Begin at the top of the records and copy each line exactly. The line containing "Category::Syntax => DecodeError::Syntax" is the last one to include.

══ LISTED RECORDS ══

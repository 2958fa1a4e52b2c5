//! Error types of the pipeline.
//!
//! Cancellation is never an error: a cancelled subscription simply stops.
//! Every failure that does flow through a pipeline is one of these types,
//! and all of them are `Clone` so subjects and futures can replay them.

use std::convert::Infallible;

use serde_json::error::Category;
use thiserror::Error;

/// A payload could not be decoded.
#[derive(Error, Debug, Clone, PartialEq, Eq)]
pub enum DecodeError {
  /// The input is not syntactically valid.
  #[error("syntax error at line {line}, column {column}: {message}")]
  Syntax { line: usize, column: usize, message: String },
  /// The input is valid but does not match the target type.
  #[error("data error at line {line}, column {column}: {message}")]
  Data { line: usize, column: usize, message: String },
  /// The input ended before a complete value was read.
  #[error("unexpected end of input at line {line}, column {column}")]
  Eof { line: usize, column: usize },
  #[error("io error while decoding: {message}")]
  Io { message: String },
}

impl From<serde_json::Error> for DecodeError {
  fn from(error: serde_json::Error) -> Self {
    let (line, column) = (error.line(), error.column());
    match error.classify() {
      Category::Syntax => DecodeError::Syntax { line, column, message: error.to_string() },
      Category::Data => DecodeError::Data { line, column, message: error.to_string() },
      Category::Eof => DecodeError::Eof { line, column },
      Category::Io => DecodeError::Io { message: error.to_string() },
    }
  }
}

/// The fetch collaborator failed to produce bytes.
#[derive(Error, Debug, Clone, PartialEq, Eq)]
pub enum FetchError {
  #[error("transport error: {0}")]
  Transport(String),
  #[error("unexpected status {0}")]
  Status(u16),
  #[error("request cancelled")]
  Cancelled,
}

/// Failure type of a fetch-then-decode pipeline.
///
/// `try_map` and `decode` widen upstream failures into this type through
/// the `From` conversions below.
#[derive(Error, Debug, Clone, PartialEq, Eq)]
pub enum PipelineError {
  #[error(transparent)]
  Fetch(#[from] FetchError),
  #[error(transparent)]
  Decode(#[from] DecodeError),
  #[error("transform failed: {0}")]
  Transform(String),
}

impl From<Infallible> for PipelineError {
  fn from(never: Infallible) -> Self { match never {} }
}
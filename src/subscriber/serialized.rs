//! Serialized delivery to one subscriber.
//!
//! Every stage that may be driven from more than one call stack (subjects,
//! futures, the scheduler boundary) delivers through a
//! [`SerializedSubscriber`]. Events are appended to a queue and handed to the
//! subscriber by a single drainer at a time:
//!
//! - an event pushed while the subscriber is inside a callback (a re-entrant
//!   `send`, a `send` from another thread) is queued and delivered after the
//!   running callback returns, in push order;
//! - no lock is held while subscriber code runs, so a subscriber may cancel
//!   its own subscription or send to the subject that feeds it;
//! - nothing is accepted after a completion or after cancellation.

use std::collections::VecDeque;

use tracing::{trace, warn};

use super::{BoxedSubscriber, Subscriber};
use crate::{
  completion::Completion,
  demand::Demand,
  rc::MutArc,
  subscription::SubscriptionRef,
};

pub(crate) enum Event<Input, Failure> {
  Subscription(SubscriptionRef),
  Value(Input),
  Completion(Completion<Failure>),
}

struct SerialState<Input, Failure> {
  /// `None` while the drainer holds it, and after termination.
  subscriber: Option<BoxedSubscriber<Input, Failure>>,
  queue: VecDeque<Event<Input, Failure>>,
  draining: bool,
  terminated: bool,
  cancelled: bool,
  /// Receives the additional demand returned from `receive`.
  upstream: Option<SubscriptionRef>,
}

pub(crate) struct SerializedSubscriber<Input, Failure>(MutArc<SerialState<Input, Failure>>);

impl<Input, Failure> Clone for SerializedSubscriber<Input, Failure> {
  fn clone(&self) -> Self { Self(self.0.clone()) }
}

impl<Input, Failure> SerializedSubscriber<Input, Failure> {
  pub(crate) fn new<S>(subscriber: S) -> Self
  where
    S: Subscriber<Input, Failure> + 'static,
  {
    SerializedSubscriber(MutArc::own(SerialState {
      subscriber: Some(Box::new(subscriber)),
      queue: VecDeque::new(),
      draining: false,
      terminated: false,
      cancelled: false,
      upstream: None,
    }))
  }

  pub(crate) fn set_upstream(&self, upstream: SubscriptionRef) {
    let mut state = self.0.rc_deref_mut();
    if !state.cancelled && !state.terminated {
      state.upstream = Some(upstream);
    }
  }

  /// Queue `event`. Returns `true` when the caller became the drainer and
  /// must call [`drain`](Self::drain) once it holds no locks.
  #[must_use]
  pub(crate) fn enqueue(&self, event: Event<Input, Failure>) -> bool {
    let mut state = self.0.rc_deref_mut();
    if state.terminated || state.cancelled {
      return false;
    }
    if matches!(event, Event::Completion(_)) {
      state.terminated = true;
    }
    state.queue.push_back(event);
    if state.draining {
      false
    } else {
      state.draining = true;
      true
    }
  }

  /// Queue `event` and deliver it on the current call stack unless another
  /// delivery is already running.
  pub(crate) fn push(&self, event: Event<Input, Failure>) {
    if self.enqueue(event) {
      self.drain();
    }
  }

  /// Deliver queued events until the queue is empty. Only the caller that
  /// received `true` from [`enqueue`](Self::enqueue) may call this.
  ///
  /// If a callback panics the subscription is cancelled: the queue is
  /// discarded, the upstream is cancelled and nothing more is accepted.
  pub(crate) fn drain(&self) {
    loop {
      let (mut subscriber, event) = {
        let mut state = self.0.rc_deref_mut();
        if state.cancelled {
          state.draining = false;
          state.queue.clear();
          let released = (state.subscriber.take(), state.upstream.take());
          drop(state);
          drop(released);
          return;
        }
        let Some(event) = state.queue.pop_front() else {
          state.draining = false;
          return;
        };
        let Some(subscriber) = state.subscriber.take() else {
          state.draining = false;
          state.queue.clear();
          return;
        };
        (subscriber, event)
      };

      let guard = UnwindGuard(&self.0);
      let (more, completed) = match event {
        Event::Subscription(subscription) => {
          subscriber.receive_subscription(subscription);
          (Demand::NONE, false)
        }
        Event::Value(value) => (subscriber.receive(value), false),
        Event::Completion(completion) => {
          subscriber.receive_completion(completion);
          (Demand::NONE, true)
        }
      };
      std::mem::forget(guard);

      if completed {
        let upstream = {
          let mut state = self.0.rc_deref_mut();
          state.draining = false;
          state.queue.clear();
          state.upstream.take()
        };
        trace!("serialized subscriber terminated");
        drop((subscriber, upstream));
        return;
      }
      if !more.is_zero() {
        let upstream = self.0.rc_deref_mut().upstream.clone();
        if let Some(upstream) = upstream {
          upstream.request(more);
        }
      }

      let mut state = self.0.rc_deref_mut();
      if state.cancelled {
        state.draining = false;
        state.queue.clear();
        let upstream = state.upstream.take();
        drop(state);
        drop((subscriber, upstream));
        return;
      }
      state.subscriber = Some(subscriber);
    }
  }

  /// Give up the drainer role without delivering. Whatever is queued is
  /// delivered by whoever enqueues next.
  fn release(&self) { self.0.rc_deref_mut().draining = false; }

  /// Discard queued events and release the subscriber. A callback that is
  /// running keeps running; nothing is delivered after it returns.
  pub(crate) fn cancel(&self) -> bool {
    let mut state = self.0.rc_deref_mut();
    if state.cancelled || (state.terminated && !state.draining && state.subscriber.is_none()) {
      return false;
    }
    state.cancelled = true;
    state.queue.clear();
    let released = if state.draining {
      (None, state.upstream.take())
    } else {
      (state.subscriber.take(), state.upstream.take())
    };
    drop(state);
    drop(released);
    true
  }

  /// `true` once cancelled or once a completion was accepted.
  pub(crate) fn is_closed(&self) -> bool {
    let state = self.0.rc_deref_mut();
    state.cancelled || state.terminated
  }
}

/// Drain every outbox in turn.
///
/// A panicking subscriber unwinds out of its own `drain`; the outboxes after
/// it give up their drainer role so their queued events still go out with
/// the next delivery instead of being stranded.
pub(crate) fn drain_all<Input, Failure>(
  outboxes: impl IntoIterator<Item = SerializedSubscriber<Input, Failure>>,
) {
  struct Remaining<Input, Failure>(std::vec::IntoIter<SerializedSubscriber<Input, Failure>>);

  impl<Input, Failure> Drop for Remaining<Input, Failure> {
    fn drop(&mut self) {
      for outbox in self.0.by_ref() {
        outbox.release();
      }
    }
  }

  let mut remaining = Remaining(outboxes.into_iter().collect::<Vec<_>>().into_iter());
  while let Some(outbox) = remaining.0.next() {
    outbox.drain();
  }
}

/// Cancels the serialized state if a subscriber callback unwinds.
struct UnwindGuard<'a, Input, Failure>(&'a MutArc<SerialState<Input, Failure>>);

impl<Input, Failure> Drop for UnwindGuard<'_, Input, Failure> {
  fn drop(&mut self) {
    let (queue, upstream) = {
      let mut state = self.0.rc_deref_mut();
      state.cancelled = true;
      state.draining = false;
      (std::mem::take(&mut state.queue), state.upstream.take())
    };
    warn!("subscriber panicked during delivery, subscription cancelled");
    drop(queue);
    if let Some(upstream) = upstream {
      upstream.cancel();
    }
  }
}

#[cfg(test)]
mod tests {
  use std::sync::{Arc, Mutex};

  use super::*;
  use crate::subscription::{EmptySubscription, Subscription};

  #[derive(Debug, PartialEq)]
  enum Seen {
    Subscribed,
    Value(i32),
    Done(Completion<()>),
  }

  struct Recorder {
    seen: Arc<Mutex<Vec<Seen>>>,
    on_value: Option<Box<dyn FnMut(i32) + Send>>,
  }

  impl Subscriber<i32, ()> for Recorder {
    fn receive_subscription(&mut self, _: SubscriptionRef) {
      self.seen.lock().unwrap().push(Seen::Subscribed);
    }

    fn receive(&mut self, input: i32) -> Demand {
      self.seen.lock().unwrap().push(Seen::Value(input));
      if let Some(f) = self.on_value.as_mut() {
        f(input);
      }
      Demand::NONE
    }

    fn receive_completion(&mut self, completion: Completion<()>) {
      self.seen.lock().unwrap().push(Seen::Done(completion));
    }
  }

  fn recorder() -> (Recorder, Arc<Mutex<Vec<Seen>>>) {
    let seen = Arc::new(Mutex::new(vec![]));
    (Recorder { seen: seen.clone(), on_value: None }, seen)
  }

  #[rxcombine_macro::test]
  fn delivers_in_order_and_stops_after_completion() {
    let (rec, seen) = recorder();
    let serial = SerializedSubscriber::new(rec);
    serial.push(Event::Subscription(Arc::new(EmptySubscription::new())));
    serial.push(Event::Value(1));
    serial.push(Event::Completion(Completion::Finished));
    serial.push(Event::Value(2));
    serial.push(Event::Completion(Completion::Failure(())));

    assert_eq!(
      *seen.lock().unwrap(),
      vec![Seen::Subscribed, Seen::Value(1), Seen::Done(Completion::Finished)]
    );
    assert!(serial.is_closed());
  }

  #[rxcombine_macro::test]
  fn reentrant_push_is_queued_behind_running_callback() {
    let (mut rec, seen) = recorder();
    let slot: Arc<Mutex<Option<SerializedSubscriber<i32, ()>>>> = Arc::new(Mutex::new(None));
    let c_slot = slot.clone();
    rec.on_value = Some(Box::new(move |v| {
      if v == 1 {
        let serial = c_slot.lock().unwrap().clone();
        if let Some(serial) = serial {
          serial.push(Event::Value(10));
          serial.push(Event::Completion(Completion::Finished));
        }
      }
    }));
    let serial = SerializedSubscriber::new(rec);
    *slot.lock().unwrap() = Some(serial.clone());

    serial.push(Event::Value(1));
    assert_eq!(
      *seen.lock().unwrap(),
      vec![Seen::Value(1), Seen::Value(10), Seen::Done(Completion::Finished)]
    );
    slot.lock().unwrap().take();
  }

  #[rxcombine_macro::test]
  fn cancel_inside_callback_suppresses_the_rest() {
    let (mut rec, seen) = recorder();
    let slot: Arc<Mutex<Option<SerializedSubscriber<i32, ()>>>> = Arc::new(Mutex::new(None));
    let c_slot = slot.clone();
    rec.on_value = Some(Box::new(move |_| {
      let serial = c_slot.lock().unwrap().take();
      if let Some(serial) = serial {
        serial.push(Event::Value(99));
        assert!(serial.cancel());
        assert!(!serial.cancel());
      }
    }));
    let serial = SerializedSubscriber::new(rec);
    *slot.lock().unwrap() = Some(serial.clone());

    serial.push(Event::Value(1));
    serial.push(Event::Value(2));
    assert_eq!(*seen.lock().unwrap(), vec![Seen::Value(1)]);
  }

  #[rxcombine_macro::test]
  fn additional_demand_goes_upstream() {
    struct Greedy;
    impl Subscriber<i32, ()> for Greedy {
      fn receive_subscription(&mut self, _: SubscriptionRef) {}
      fn receive(&mut self, _: i32) -> Demand { Demand::max(2) }
      fn receive_completion(&mut self, _: Completion<()>) {}
    }

    struct Counting(Mutex<Vec<Demand>>);
    impl Subscription for Counting {
      fn request(&self, demand: Demand) { self.0.lock().unwrap().push(demand); }
      fn cancel(&self) {}
      fn is_closed(&self) -> bool { false }
    }

    let upstream = Arc::new(Counting(Mutex::new(vec![])));
    let serial = SerializedSubscriber::new(Greedy);
    serial.set_upstream(upstream.clone());
    serial.push(Event::Value(1));
    assert_eq!(*upstream.0.lock().unwrap(), vec![Demand::max(2)]);
  }
  #[rxcombine_macro::test]
  fn panicking_callback_closes_the_subscriber() {
    struct Upstream(Mutex<bool>);
    impl Subscription for Upstream {
      fn request(&self, _: Demand) {}
      fn cancel(&self) { *self.0.lock().unwrap() = true; }
      fn is_closed(&self) -> bool { *self.0.lock().unwrap() }
    }

    let (mut rec, seen) = recorder();
    rec.on_value = Some(Box::new(|v| assert_ne!(v, 1, "subscriber gave up")));
    let serial = SerializedSubscriber::new(rec);
    let upstream = Arc::new(Upstream(Mutex::new(false)));
    serial.set_upstream(upstream.clone());

    let unwound = std::panic::catch_unwind(std::panic::AssertUnwindSafe(|| {
      serial.push(Event::Value(1));
    }));
    assert!(unwound.is_err());
    assert!(serial.is_closed());
    assert!(upstream.is_closed());

    assert!(!serial.enqueue(Event::Value(2)));
    assert!(serial.0.rc_deref_mut().queue.is_empty());
    assert_eq!(*seen.lock().unwrap(), vec![Seen::Value(1)]);
  }

  #[rxcombine_macro::test]
  fn drain_all_hands_back_the_rest_after_a_panic() {
    let (mut first, _) = recorder();
    first.on_value = Some(Box::new(|_| panic!("first subscriber failed")));
    let (second, second_seen) = recorder();
    let first = SerializedSubscriber::new(first);
    let second = SerializedSubscriber::new(second);

    let ready: Vec<_> = [&first, &second]
      .into_iter()
      .filter(|outbox| outbox.enqueue(Event::Value(7)))
      .cloned()
      .collect();
    assert_eq!(ready.len(), 2);
    let unwound = std::panic::catch_unwind(std::panic::AssertUnwindSafe(|| drain_all(ready)));
    assert!(unwound.is_err());
    assert!(second_seen.lock().unwrap().is_empty());

    second.push(Event::Value(8));
    assert_eq!(*second_seen.lock().unwrap(), vec![Seen::Value(7), Seen::Value(8)]);
  }
}
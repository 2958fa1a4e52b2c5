//! The fetch collaborator.
//!
//! Transport lives outside this crate. A pipeline only needs something that
//! hands out a fresh publisher of raw bytes each time it is asked; retrying
//! is asking again.

use crate::{error::FetchError, publisher::Publisher};

/// Raw payload produced by a fetch.
pub type Bytes = Vec<u8>;

pub trait Fetch {
  type Publisher: Publisher<Output = Bytes, Failure = FetchError>;

  fn fetch(&self) -> Self::Publisher;
}

impl<F, P> Fetch for F
where
  F: Fn() -> P,
  P: Publisher<Output = Bytes, Failure = FetchError>,
{
  type Publisher = P;

  #[inline]
  fn fetch(&self) -> P { self() }
}
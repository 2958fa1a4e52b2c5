use std::sync::Arc;

use super::Publisher;
use crate::{
  subscriber::{BoxedSubscriber, Subscriber},
  subscription::AnyCancellable,
};

/// Object-safe face of [`Publisher`].
///
/// `Publisher::subscribe` is generic over the subscriber type, so it cannot
/// be called through a trait object. `DynPublisher` takes the subscriber
/// boxed instead and is implemented for every sendable publisher.
pub trait DynPublisher<Output, Failure>: Send + Sync {
  fn dyn_subscribe(&self, subscriber: BoxedSubscriber<Output, Failure>) -> AnyCancellable;
}

impl<P> DynPublisher<P::Output, P::Failure> for P
where
  P: Publisher + Send + Sync,
  P::Output: 'static,
  P::Failure: 'static,
{
  #[inline]
  fn dyn_subscribe(&self, subscriber: BoxedSubscriber<P::Output, P::Failure>) -> AnyCancellable {
    self.subscribe(subscriber)
  }
}

/// A publisher with its concrete type erased.
///
/// Behaves exactly like the publisher it wraps. Cloning shares the wrapped
/// publisher; each `subscribe` still creates an independent subscription.
pub struct AnyPublisher<Output, Failure>(Arc<dyn DynPublisher<Output, Failure>>);

impl<Output, Failure> AnyPublisher<Output, Failure> {
  pub fn new<P>(publisher: P) -> Self
  where
    P: Publisher<Output = Output, Failure = Failure> + Send + Sync + 'static,
    Output: 'static,
    Failure: 'static,
  {
    AnyPublisher(Arc::new(publisher))
  }
}

impl<Output, Failure> Clone for AnyPublisher<Output, Failure> {
  fn clone(&self) -> Self { AnyPublisher(self.0.clone()) }
}

impl<Output: 'static, Failure: 'static> Publisher for AnyPublisher<Output, Failure> {
  type Output = Output;
  type Failure = Failure;

  fn subscribe<S>(&self, subscriber: S) -> AnyCancellable
  where
    S: Subscriber<Output, Failure> + 'static,
  {
    self.0.dyn_subscribe(Box::new(subscriber))
  }
}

═══

ANSWER TO THE EXERCISE.
repository 2958fa1a4e52b2c5
//! Error types of the pipeline.
//!
//! Cancellation is never an error: a cancelled subscription simply stops.
//! Every failure that does flow through a pipeline is one of these types,
//! and all of them are `Clone` so subjects and futures can replay them.

use std::convert::Infallible;

use serde_json::error::Category;
use thiserror::Error;

/// A payload could not be decoded.
#[derive(Error, Debug, Clone, PartialEq, Eq)]
pub enum DecodeError {
  /// The input is not syntactically valid.
  #[error("syntax error at line {line}, column {column}: {message}")]
  Syntax { line: usize, column: usize, message: String },
  /// The input is valid but does not match the target type.
  #[error("data error at line {line}, column {column}: {message}")]
  Data { line: usize, column: usize, message: String },
  /// The input ended before a complete value was read.
  #[error("unexpected end of input at line {line}, column {column}")]
  Eof { line: usize, column: usize },
  #[error("io error while decoding: {message}")]
  Io { message: String },
}

impl From<serde_json::Error> for DecodeError {
  fn from(error: serde_json::Error) -> Self {
    let (line, column) = (error.line(), error.column());
    match error.classify() {
      Category::Syntax => DecodeError::Syntax { line, column, message: error.to_string() },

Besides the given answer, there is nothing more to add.